Aim of the exercise
How many lines in the entries below contain the word "topic"? Answer with the number and nothing else.

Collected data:
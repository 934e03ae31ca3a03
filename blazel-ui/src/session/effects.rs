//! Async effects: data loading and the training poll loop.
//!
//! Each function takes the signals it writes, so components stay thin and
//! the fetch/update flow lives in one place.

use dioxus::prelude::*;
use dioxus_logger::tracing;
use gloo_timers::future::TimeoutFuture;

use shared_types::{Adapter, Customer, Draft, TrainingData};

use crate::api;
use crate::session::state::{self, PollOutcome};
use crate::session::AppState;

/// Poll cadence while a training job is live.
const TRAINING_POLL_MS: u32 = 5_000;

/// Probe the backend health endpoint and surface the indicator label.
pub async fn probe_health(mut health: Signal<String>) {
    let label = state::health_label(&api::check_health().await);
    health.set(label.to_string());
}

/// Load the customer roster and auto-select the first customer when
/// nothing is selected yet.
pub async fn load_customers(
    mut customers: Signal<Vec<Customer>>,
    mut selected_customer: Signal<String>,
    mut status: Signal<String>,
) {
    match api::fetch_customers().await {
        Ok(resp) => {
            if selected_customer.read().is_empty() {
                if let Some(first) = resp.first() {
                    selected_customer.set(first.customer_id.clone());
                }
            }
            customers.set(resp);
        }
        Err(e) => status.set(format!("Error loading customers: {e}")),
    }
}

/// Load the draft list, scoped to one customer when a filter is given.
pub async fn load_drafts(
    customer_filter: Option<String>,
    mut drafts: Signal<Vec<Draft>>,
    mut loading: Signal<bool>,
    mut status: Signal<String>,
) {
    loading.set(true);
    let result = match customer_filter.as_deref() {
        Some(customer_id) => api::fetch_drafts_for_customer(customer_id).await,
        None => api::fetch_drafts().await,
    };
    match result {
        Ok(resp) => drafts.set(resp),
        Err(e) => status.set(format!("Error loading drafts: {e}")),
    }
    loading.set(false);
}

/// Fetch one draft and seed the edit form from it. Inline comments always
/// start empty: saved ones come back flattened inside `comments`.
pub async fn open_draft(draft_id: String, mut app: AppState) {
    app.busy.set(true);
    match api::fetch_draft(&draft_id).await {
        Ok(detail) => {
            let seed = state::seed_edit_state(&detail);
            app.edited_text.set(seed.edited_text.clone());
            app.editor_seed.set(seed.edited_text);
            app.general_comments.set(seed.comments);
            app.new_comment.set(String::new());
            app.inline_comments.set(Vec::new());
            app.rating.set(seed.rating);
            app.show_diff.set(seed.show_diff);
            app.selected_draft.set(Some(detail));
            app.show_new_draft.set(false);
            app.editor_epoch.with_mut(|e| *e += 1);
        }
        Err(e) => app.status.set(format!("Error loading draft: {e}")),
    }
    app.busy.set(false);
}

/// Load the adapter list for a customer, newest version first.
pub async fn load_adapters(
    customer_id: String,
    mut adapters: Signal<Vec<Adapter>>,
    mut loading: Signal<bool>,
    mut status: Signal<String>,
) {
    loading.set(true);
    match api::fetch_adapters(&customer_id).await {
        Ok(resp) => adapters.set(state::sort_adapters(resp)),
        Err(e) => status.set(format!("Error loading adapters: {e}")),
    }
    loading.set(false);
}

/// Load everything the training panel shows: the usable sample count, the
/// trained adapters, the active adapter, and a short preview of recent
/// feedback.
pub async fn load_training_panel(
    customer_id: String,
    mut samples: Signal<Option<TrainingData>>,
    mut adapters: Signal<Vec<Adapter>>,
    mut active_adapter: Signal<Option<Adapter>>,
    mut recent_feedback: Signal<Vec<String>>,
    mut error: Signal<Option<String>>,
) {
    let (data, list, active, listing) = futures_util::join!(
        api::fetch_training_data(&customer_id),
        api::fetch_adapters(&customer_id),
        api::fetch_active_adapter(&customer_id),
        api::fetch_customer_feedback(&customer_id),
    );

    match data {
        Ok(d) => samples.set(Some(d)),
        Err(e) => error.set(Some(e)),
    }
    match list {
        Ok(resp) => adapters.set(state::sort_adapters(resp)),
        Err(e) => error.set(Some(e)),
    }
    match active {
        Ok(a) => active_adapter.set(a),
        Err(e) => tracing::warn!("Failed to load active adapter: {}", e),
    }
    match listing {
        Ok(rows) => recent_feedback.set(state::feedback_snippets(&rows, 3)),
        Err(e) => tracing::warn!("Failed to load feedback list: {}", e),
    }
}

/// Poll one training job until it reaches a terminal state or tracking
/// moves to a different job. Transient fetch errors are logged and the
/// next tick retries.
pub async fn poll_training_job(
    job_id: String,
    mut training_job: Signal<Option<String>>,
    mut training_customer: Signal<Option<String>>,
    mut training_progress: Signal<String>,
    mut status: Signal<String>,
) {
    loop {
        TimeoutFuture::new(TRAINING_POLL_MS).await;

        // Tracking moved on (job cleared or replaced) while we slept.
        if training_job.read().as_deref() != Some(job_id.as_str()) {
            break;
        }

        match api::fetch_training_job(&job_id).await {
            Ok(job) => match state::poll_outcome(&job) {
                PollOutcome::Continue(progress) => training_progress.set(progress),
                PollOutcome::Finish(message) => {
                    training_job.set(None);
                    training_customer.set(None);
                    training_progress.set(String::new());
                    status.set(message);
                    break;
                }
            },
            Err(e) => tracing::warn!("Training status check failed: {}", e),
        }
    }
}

* * *

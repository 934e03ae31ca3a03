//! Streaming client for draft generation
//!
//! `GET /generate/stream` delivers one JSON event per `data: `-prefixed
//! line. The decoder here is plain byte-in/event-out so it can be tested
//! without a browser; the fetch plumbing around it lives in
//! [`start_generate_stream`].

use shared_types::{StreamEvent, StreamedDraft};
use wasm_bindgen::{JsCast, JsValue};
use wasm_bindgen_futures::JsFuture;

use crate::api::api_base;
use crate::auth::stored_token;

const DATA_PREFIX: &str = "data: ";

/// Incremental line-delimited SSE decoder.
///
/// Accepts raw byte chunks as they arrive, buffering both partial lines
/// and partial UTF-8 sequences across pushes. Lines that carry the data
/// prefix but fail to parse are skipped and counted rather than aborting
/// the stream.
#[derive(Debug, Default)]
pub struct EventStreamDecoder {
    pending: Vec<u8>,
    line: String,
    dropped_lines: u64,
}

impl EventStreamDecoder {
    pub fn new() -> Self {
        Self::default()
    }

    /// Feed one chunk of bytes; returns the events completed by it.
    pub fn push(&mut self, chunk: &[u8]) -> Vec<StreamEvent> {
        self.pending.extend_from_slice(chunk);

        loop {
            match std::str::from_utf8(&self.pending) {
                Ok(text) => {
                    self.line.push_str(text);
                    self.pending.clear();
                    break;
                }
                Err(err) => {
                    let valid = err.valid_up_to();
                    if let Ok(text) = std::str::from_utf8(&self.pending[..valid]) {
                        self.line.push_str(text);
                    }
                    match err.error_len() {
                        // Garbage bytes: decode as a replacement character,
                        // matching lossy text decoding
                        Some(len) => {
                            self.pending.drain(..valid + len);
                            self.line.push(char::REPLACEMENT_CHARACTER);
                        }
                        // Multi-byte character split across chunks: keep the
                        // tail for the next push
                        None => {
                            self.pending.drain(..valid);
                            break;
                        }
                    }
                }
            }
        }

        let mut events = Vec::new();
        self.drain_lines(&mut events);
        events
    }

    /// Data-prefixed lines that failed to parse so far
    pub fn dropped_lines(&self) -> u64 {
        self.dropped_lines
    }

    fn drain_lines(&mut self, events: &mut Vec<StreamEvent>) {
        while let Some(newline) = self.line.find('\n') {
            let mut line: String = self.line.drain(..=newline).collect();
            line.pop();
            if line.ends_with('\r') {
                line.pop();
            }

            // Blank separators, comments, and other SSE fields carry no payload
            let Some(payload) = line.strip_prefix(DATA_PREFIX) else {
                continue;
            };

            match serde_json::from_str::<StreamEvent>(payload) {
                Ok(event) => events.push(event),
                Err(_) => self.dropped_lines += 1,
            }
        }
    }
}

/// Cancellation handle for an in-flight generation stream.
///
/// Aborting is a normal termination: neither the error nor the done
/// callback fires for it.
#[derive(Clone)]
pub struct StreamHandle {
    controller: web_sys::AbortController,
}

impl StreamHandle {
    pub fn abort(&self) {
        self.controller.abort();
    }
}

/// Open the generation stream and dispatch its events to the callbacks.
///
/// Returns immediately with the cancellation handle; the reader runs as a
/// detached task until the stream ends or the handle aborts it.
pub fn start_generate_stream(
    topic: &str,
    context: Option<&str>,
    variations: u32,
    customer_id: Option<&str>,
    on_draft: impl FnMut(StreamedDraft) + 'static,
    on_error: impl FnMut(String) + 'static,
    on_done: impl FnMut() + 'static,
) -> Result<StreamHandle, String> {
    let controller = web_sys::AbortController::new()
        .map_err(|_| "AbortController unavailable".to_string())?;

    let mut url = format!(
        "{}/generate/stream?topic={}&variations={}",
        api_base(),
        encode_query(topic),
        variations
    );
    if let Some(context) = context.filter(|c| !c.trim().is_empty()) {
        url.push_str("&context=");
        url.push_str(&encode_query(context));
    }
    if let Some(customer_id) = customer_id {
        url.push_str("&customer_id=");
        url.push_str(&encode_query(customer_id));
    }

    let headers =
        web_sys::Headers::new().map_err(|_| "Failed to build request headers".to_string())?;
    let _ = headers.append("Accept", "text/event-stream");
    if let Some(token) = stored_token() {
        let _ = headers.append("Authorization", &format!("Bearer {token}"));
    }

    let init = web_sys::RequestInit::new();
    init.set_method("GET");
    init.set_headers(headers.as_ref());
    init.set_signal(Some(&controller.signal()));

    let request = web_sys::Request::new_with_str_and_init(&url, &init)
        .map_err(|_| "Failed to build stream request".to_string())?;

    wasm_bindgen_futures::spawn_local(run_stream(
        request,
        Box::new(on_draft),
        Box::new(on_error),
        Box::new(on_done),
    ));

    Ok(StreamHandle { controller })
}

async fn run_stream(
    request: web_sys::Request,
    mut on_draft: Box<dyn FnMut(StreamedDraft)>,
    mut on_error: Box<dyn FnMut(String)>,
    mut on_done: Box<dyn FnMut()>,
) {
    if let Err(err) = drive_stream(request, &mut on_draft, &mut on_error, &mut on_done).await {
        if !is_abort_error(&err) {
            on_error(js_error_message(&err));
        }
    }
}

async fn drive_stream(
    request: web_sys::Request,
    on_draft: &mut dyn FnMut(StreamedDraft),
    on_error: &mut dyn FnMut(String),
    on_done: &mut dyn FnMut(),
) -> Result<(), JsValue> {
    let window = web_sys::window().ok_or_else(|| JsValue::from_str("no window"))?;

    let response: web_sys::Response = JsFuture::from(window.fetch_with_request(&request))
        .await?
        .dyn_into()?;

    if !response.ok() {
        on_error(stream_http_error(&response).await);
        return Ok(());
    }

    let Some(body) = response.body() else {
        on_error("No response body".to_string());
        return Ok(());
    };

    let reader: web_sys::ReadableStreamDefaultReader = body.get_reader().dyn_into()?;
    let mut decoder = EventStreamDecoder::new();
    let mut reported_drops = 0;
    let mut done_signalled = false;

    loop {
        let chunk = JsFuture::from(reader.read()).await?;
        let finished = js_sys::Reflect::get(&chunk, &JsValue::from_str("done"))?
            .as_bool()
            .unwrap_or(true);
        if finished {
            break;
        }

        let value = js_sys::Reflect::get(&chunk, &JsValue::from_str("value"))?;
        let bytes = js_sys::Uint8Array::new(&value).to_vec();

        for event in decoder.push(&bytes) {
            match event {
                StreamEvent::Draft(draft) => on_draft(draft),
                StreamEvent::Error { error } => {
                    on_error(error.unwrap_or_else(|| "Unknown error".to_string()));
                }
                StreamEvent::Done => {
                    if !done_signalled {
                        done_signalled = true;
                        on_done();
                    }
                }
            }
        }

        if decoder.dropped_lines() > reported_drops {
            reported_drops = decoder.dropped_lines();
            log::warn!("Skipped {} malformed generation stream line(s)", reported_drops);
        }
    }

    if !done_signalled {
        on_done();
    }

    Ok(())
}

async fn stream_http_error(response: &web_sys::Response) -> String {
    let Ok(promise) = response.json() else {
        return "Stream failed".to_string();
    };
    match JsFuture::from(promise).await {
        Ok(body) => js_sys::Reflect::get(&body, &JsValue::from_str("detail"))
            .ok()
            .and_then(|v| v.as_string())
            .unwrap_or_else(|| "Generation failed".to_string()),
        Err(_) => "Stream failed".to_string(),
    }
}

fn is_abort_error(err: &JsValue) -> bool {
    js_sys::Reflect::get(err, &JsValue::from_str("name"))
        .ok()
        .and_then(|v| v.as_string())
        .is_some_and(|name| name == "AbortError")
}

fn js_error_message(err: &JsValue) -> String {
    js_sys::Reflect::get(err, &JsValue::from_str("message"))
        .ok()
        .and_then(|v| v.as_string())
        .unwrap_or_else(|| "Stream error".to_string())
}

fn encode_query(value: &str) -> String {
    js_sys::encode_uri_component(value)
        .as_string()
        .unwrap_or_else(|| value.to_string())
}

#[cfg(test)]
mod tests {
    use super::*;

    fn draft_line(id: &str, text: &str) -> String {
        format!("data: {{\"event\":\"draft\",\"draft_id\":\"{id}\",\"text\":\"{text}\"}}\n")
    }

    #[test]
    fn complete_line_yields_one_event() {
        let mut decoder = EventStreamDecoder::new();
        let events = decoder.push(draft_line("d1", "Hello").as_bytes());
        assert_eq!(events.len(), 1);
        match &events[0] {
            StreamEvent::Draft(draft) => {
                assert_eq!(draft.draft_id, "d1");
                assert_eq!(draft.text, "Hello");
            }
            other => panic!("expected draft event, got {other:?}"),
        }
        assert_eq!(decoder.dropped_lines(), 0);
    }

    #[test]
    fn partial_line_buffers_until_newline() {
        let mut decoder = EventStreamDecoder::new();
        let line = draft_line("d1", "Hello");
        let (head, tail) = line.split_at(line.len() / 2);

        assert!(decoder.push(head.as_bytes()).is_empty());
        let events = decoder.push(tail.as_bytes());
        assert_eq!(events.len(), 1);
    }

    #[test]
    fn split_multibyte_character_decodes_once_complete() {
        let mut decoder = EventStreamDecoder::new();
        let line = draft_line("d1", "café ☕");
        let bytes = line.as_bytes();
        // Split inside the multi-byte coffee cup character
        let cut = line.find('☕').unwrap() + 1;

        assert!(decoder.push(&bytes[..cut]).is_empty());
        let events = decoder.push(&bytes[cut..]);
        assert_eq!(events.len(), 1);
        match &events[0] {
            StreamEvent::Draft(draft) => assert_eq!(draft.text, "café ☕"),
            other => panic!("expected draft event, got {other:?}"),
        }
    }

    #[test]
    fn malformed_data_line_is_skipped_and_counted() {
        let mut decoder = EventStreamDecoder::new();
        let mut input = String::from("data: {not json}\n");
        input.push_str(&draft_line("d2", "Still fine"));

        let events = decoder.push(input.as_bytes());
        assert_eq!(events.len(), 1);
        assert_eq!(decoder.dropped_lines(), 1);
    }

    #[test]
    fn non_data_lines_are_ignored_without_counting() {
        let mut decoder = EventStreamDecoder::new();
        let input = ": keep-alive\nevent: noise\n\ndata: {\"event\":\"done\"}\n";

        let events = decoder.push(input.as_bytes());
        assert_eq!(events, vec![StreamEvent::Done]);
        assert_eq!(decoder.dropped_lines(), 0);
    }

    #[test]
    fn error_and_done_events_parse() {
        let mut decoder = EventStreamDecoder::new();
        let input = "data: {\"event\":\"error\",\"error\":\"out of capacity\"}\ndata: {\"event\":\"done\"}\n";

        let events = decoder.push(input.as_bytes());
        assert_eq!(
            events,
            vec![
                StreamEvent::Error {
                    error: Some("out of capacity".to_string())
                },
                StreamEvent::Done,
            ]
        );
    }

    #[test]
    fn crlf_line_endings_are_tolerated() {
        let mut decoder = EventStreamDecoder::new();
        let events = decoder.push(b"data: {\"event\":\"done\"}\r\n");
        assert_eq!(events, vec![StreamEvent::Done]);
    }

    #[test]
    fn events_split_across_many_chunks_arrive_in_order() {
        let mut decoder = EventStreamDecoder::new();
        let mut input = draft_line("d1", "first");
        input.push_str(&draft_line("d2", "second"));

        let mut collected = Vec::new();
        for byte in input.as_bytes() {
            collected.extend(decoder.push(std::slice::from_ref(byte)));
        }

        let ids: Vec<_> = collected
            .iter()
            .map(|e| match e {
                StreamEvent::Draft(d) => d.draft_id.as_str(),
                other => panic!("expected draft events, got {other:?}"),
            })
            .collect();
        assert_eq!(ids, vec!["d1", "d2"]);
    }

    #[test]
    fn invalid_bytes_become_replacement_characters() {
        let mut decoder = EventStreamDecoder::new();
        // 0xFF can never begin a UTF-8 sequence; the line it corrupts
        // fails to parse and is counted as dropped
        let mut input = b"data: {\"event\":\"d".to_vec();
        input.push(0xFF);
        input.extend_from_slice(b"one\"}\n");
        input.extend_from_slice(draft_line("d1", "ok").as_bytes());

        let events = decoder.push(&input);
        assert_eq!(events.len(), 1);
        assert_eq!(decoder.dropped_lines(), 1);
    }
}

Answer to this problem
3